When assessing your startup costs, list your necessary expenses and categorize them as “immediate need” or “can purchase later.” This helps you visualize critical needs and estimate the required funds. Additionally, conduct a break-even analysis to understand when your business will start making a profit. This analysis is crucial for your business plan and demonstrates to investors when they can expect a return on their investment. To get started with calculating your break-even point, we recommend using the Small Business Administration’s analysis tool.

Explore Funding Options

There are several ways a business owner can fund their business. It is important to note that depending on which option you choose, it could affect the way your business is structured and run. Below are some common funding options:

Grants

While the U.S. Small Business Administration (SBA) does not provide grants for starting a business or expanding (unless you are a nonprofit, community organization, or educational institution), entrepreneurs can still receive grants from other sources. Many state and local-level governments provide financial assistance to small businesses to help encourage and stimulate economic growth in those regions. Additionally, many large corporations offer small business grants as part of their organization’s commitment to philanthropy. These types of grants often have stipulations such as requiring the business owner to have an account with said company or requiring your business to have specific goals. To find a list of small business grants and programs, visit the U.S. Chamber of Commerce’s website.

Loans

One of the most common ways new business owners get funding is through traditional business loans. These loans tend to be more challenging to obtain for new businesses as the business may not have established any credit history. In those instances, a lender will likely ask you to provide a detailed business plan and will also look into your personal credit history to determine if you are a reliable borrower. As a result, your odds of receiving a business loan are higher if your business has been established for at least two years.

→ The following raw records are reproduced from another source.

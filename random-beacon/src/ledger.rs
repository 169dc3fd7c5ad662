//! Ledger collaborator.
//!
//! The ledger owns the beacon's storage, provides block height and
//! randomness, records events in its log and invokes relay entry callbacks.
//! [`BeaconStorage`] is everything the beacon persists; the facade reads a
//! copy, transforms it and hands it back through [`Ledger::commit`].

use {
    crate::{
        authorization::Authorizations,
        config::GovernanceParameters,
        dkg::DkgCoordinator,
        events::BeaconEvent,
        groups::Groups,
        inactivity::InactivityClaims,
        relay::RelayEntryCoordinator,
        slashing::SlashingEngine,
        sortition::SortitionPool,
    },
    solana_hash::Hash,
    solana_pubkey::Pubkey,
    std::collections::HashSet,
};
#[cfg(any(test, feature = "dev-context-only-utils"))]
use {
    crate::{
        crypto::hashv,
        events::{decode_log, EventBus, EventKind, LedgerLog, Subscription},
    },
    log::*,
};

/// A consumer rejected a relay entry callback.
#[derive(Debug, Clone, PartialEq, Eq, thiserror::Error)]
#[error("callback to {consumer:?} failed: {reason}")]
pub struct CallbackError {
    pub consumer: Pubkey,
    pub reason: String,
}

/// Interface to the ledger hosting the beacon.
pub trait Ledger {
    fn block_height(&self) -> u64;

    /// Unpredictable value for the current block.
    fn randomness(&self) -> Hash;

    fn storage(&self) -> &BeaconStorage;

    /// Replace the stored state after a successful transition.
    fn commit(&mut self, storage: BeaconStorage);

    /// Append `event` to the ledger log.
    fn emit(&mut self, event: BeaconEvent);

    /// Deliver a new relay entry to `consumer`.
    fn invoke_callback(
        &mut self,
        consumer: &Pubkey,
        entry: &[u8],
        block: u64,
    ) -> Result<(), CallbackError>;
}

/// State persisted by the beacon.
#[derive(Debug, Clone)]
pub struct BeaconStorage {
    pub params: GovernanceParameters,
    /// Identity allowed to run governance operations.
    pub governance: Pubkey,
    /// Identity of the staking contract reporting authorization changes.
    pub staking_contract: Pubkey,
    pub authorized_requesters: HashSet<Pubkey>,
    pub pool: SortitionPool,
    pub authorizations: Authorizations,
    pub groups: Groups,
    pub dkg: DkgCoordinator,
    pub relay: RelayEntryCoordinator,
    pub inactivity: InactivityClaims,
    pub slashing: SlashingEngine,
}

impl BeaconStorage {
    pub fn new(governance: Pubkey, staking_contract: Pubkey, params: GovernanceParameters) -> Self {
        Self {
            params,
            governance,
            staking_contract,
            authorized_requesters: HashSet::new(),
            pool: SortitionPool::new(),
            authorizations: Authorizations::new(),
            groups: Groups::new(),
            dkg: DkgCoordinator::new(),
            relay: RelayEntryCoordinator::new(),
            inactivity: InactivityClaims::new(),
            slashing: SlashingEngine::new(),
        }
    }
}

// ---------------------------------------------------------------------------
// In-memory ledger
// ---------------------------------------------------------------------------

/// A delivered relay entry callback.
#[cfg(any(test, feature = "dev-context-only-utils"))]
#[derive(Debug, Clone, PartialEq, Eq)]
pub struct DeliveredCallback {
    pub consumer: Pubkey,
    pub entry: Vec<u8>,
    pub block: u64,
}

/// Ledger kept in memory, for tests and local simulations. Events are
/// logged in their encoded form and fanned out to subscribers.
#[cfg(any(test, feature = "dev-context-only-utils"))]
#[derive(Debug)]
pub struct InMemoryLedger {
    block_height: u64,
    storage: BeaconStorage,
    logs: Vec<LedgerLog>,
    bus: EventBus,
    failing_consumers: HashSet<Pubkey>,
    callbacks: Vec<DeliveredCallback>,
}

#[cfg(any(test, feature = "dev-context-only-utils"))]
impl InMemoryLedger {
    pub fn new(storage: BeaconStorage) -> Self {
        Self {
            block_height: 1,
            storage,
            logs: Vec::new(),
            bus: EventBus::new(),
            failing_consumers: HashSet::new(),
            callbacks: Vec::new(),
        }
    }

    pub fn advance_blocks(&mut self, blocks: u64) {
        self.block_height = self.block_height.saturating_add(blocks);
    }

    pub fn set_block_height(&mut self, block_height: u64) {
        self.block_height = block_height;
    }

    pub fn logs(&self) -> &[LedgerLog] {
        &self.logs
    }

    /// Every logged event, decoded.
    pub fn events(&self) -> Vec<BeaconEvent> {
        self.logs
            .iter()
            .filter_map(|log| decode_log(log).ok())
            .collect()
    }

    /// Logged events of `kind`, decoded.
    pub fn events_of(&self, kind: EventKind) -> Vec<BeaconEvent> {
        self.events()
            .into_iter()
            .filter(|event| event.kind() == kind)
            .collect()
    }

    pub fn subscribe(&mut self, kinds: &[EventKind]) -> Subscription {
        self.bus.subscribe(kinds)
    }

    pub fn unsubscribe(&mut self, subscription: &Subscription) -> bool {
        self.bus.unsubscribe(subscription.id())
    }

    /// Make every callback to `consumer` fail.
    pub fn fail_callbacks_to(&mut self, consumer: Pubkey) {
        self.failing_consumers.insert(consumer);
    }

    pub fn delivered_callbacks(&self) -> &[DeliveredCallback] {
        &self.callbacks
    }
}

#[cfg(any(test, feature = "dev-context-only-utils"))]
impl Ledger for InMemoryLedger {
    fn block_height(&self) -> u64 {
        self.block_height
    }

    fn randomness(&self) -> Hash {
        hashv(&[b"in-memory-ledger", &self.block_height.to_be_bytes()])
    }

    fn storage(&self) -> &BeaconStorage {
        &self.storage
    }

    fn commit(&mut self, storage: BeaconStorage) {
        self.storage = storage;
    }

    fn emit(&mut self, event: BeaconEvent) {
        trace!("block {}: {event:?}", self.block_height);
        self.logs.push(event.to_log());
        self.bus.publish(&event);
    }

    fn invoke_callback(
        &mut self,
        consumer: &Pubkey,
        entry: &[u8],
        block: u64,
    ) -> Result<(), CallbackError> {
        if self.failing_consumers.contains(consumer) {
            return Err(CallbackError {
                consumer: *consumer,
                reason: "consumer reverted".to_string(),
            });
        }
        self.callbacks.push(DeliveredCallback {
            consumer: *consumer,
            entry: entry.to_vec(),
            block,
        });
        Ok(())
    }
}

There are three types of business loans that you can choose from: term loans, microloans, and SBA loans. Terms loans are a one-time upfront payment that you receive from a bank, credit union, or online lender that must be repaid over a dedicated period with a fixed or variable interest rate. Microloans are loans that are offered by authorized intermediaries and are geared toward small businesses and not-for-profit childcare centers. They are called “micro” because they are smaller-size loans of up to $50,000 and are ideal for startups that need a smaller amount of money to get started. The last option is receiving a loan from the SBA. SBA-backed loans are seen as more favorable as they have more favorable terms, lower interest rates, and less strict requirements than traditional bank loans.

Venture Capital Investor

If your business structure is either a partnership, limited liability company (LLC), S corporation, C corporation, or a limited partnership (LP) and has high-growth potential, you have the option to seek funding from a venture capitalist. A venture capitalist is an investor who provides capital to a new business in exchange for an ownership share and active role in the company.1 When you receive venture capital, you are not expected to pay down any debt as it is not a loan but the venture capitalist is expecting a high return on investment.

Crowdfunding

Crowdfunding is a financing option that has gained popularity through social media. It enables you to raise funds from strangers who are interested in your business and its mission. It is a lot lower risk than venture capital because owners do not give shares of ownership to the crowdfunders. Instead, owners are typically expected to give the crowdfunders perks as a token of their generosity. These perks can range from anything like early access to the product you are producing or recognizing their name on the website. This is a great option for those in a creative field or who produce tangible products.

Self-funding

Entrepreneurs who want full ownership and control of their business often choose to self-fund. This means using personal savings instead of taking out loans. However, self-funding has its downsides, the biggest being the risk of depleting your savings. It’s best to keep three to six months’ worth of essential living expenses in your savings account. If your business requires so much money that you have nothing left for emergencies, consider other funding options.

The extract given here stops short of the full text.